Саша Бондарин с готовностью поднялся. Василий Николаевич вручил Феде мину замедленного действия и ещё раз проинструктировал его.

– Постарайся установить мину в середине эшелона. Завод рассчитан на два часа. За это время всё надо успеть сделать и быть уже дома. Ну, ни пуха тебе, ни пера!

Положив мину в кошёлку, Федя прикрыл её сверху мотками провода, изоляционной лентой и, сопровождаемый Сашей Бондариным, отправился на станцию.

Посидев ещё немного в сарае, Василий Николаевич и Клава предложили подпольщикам разойтись: если взрыв удастся, в городе может начаться облава.

На улице уже совсем стемнело, когда Клава пришла домой. Она отказалась от ужина и, не зажигая огня, села у окна, чутко прислушиваясь к уличным шумам.

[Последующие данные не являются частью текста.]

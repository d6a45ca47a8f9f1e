//! Uniform coordinate grids.

use ndarray as nd;
use crate::{
    error::ConfigError,
    potential::WellParameters,
};

/// Simple record to keep track of a uniformly spaced coordinate array.
///
/// Grids are strictly increasing with at least two points, so the spacing is
/// always positive and every function in [`utils`][crate::utils] may be applied
/// to arrays sampled over them.
#[derive(Clone, Debug)]
pub struct Grid {
    // coordinate array
    x: nd::Array1<f64>,
    // coordinate array grid spacing
    dx: f64,
}

impl Grid {
    /// Create a new `Grid` from "linspace-style" arguments (start, inclusive
    /// end, and an array length).
    pub fn new_linspace(min: f64, max: f64, n: usize)
        -> Result<Self, ConfigError>
    {
        ConfigError::check_grid(min, max, n)?;
        let x: nd::Array1<f64> = nd::Array1::linspace(min, max, n);
        let dx = (max - min) / (n - 1) as f64;
        Ok(Self { x, dx })
    }

    /// Create a new `Grid` of `n` points spanning three half-widths on either
    /// side of the center of a finite well.
    pub fn for_well(params: &WellParameters, n: usize)
        -> Result<Self, ConfigError>
    {
        let a = params.half_width();
        Self::new_linspace(-3.0 * a, 3.0 * a, n)
    }

    /// Get a reference to the coordinate array.
    pub fn get_x(&self) -> &nd::Array1<f64> { &self.x }

    /// Get the coordinate array grid spacing.
    pub fn get_dx(&self) -> f64 { self.dx }

    /// Get the number of points in the grid.
    #[allow(clippy::len_without_is_empty)]
    pub fn len(&self) -> usize { self.x.len() }
}

#[cfg(test)]
mod tests {
    use super::*;
    use approx::assert_relative_eq;

    #[test]
    fn well_grid_spans_three_half_widths() {
        let params = WellParameters::new(0.5, 1.0, 1.0, 1.0).unwrap();
        let grid = Grid::for_well(&params, 201).unwrap();
        assert_eq!(grid.len(), 201);
        assert_relative_eq!(grid.get_x()[0], -1.5);
        assert_relative_eq!(grid.get_x()[200], 1.5);
        assert_relative_eq!(grid.get_dx(), 3.0 / 200.0);
        let x = grid.get_x();
        assert!(x.iter().zip(x.iter().skip(1)).all(|(xk, xkp1)| xkp1 > xk));
    }

    #[test]
    fn rejects_bad_grids() {
        assert_eq!(
            Grid::new_linspace(0.0, 1.0, 1).unwrap_err(),
            ConfigError::BadGridSize(1),
        );
        assert_eq!(
            Grid::new_linspace(1.0, 0.0, 10).unwrap_err(),
            ConfigError::BadGridBounds(1.0, 0.0),
        );
        assert!(Grid::new_linspace(0.0, f64::INFINITY, 10).is_err());
    }
}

Время тянулось изнурительно медленно. Вот уже прошло более двух часов. В голову Клавы полезли всякие недобрые мысли. А что, если часовой механизм не сработал и эшелон с боеприпасами сейчас уходит на восток, к линии фронта?

Или вдруг поездная охрана, заподозрив электромонтёра Федю Сушкова, схватила его и сдала военному коменданту станции?

– Да ты мне всю комнату выстудишь! – заворчала Евдокия Фёдоровна, когда дочь высунулась в форточку. – И так топить нечем.

– Минутку, мама, сейчас закрою! Душно у нас очень, – сказала Клава, и в тот же миг страшный взрыв потряс окрестности.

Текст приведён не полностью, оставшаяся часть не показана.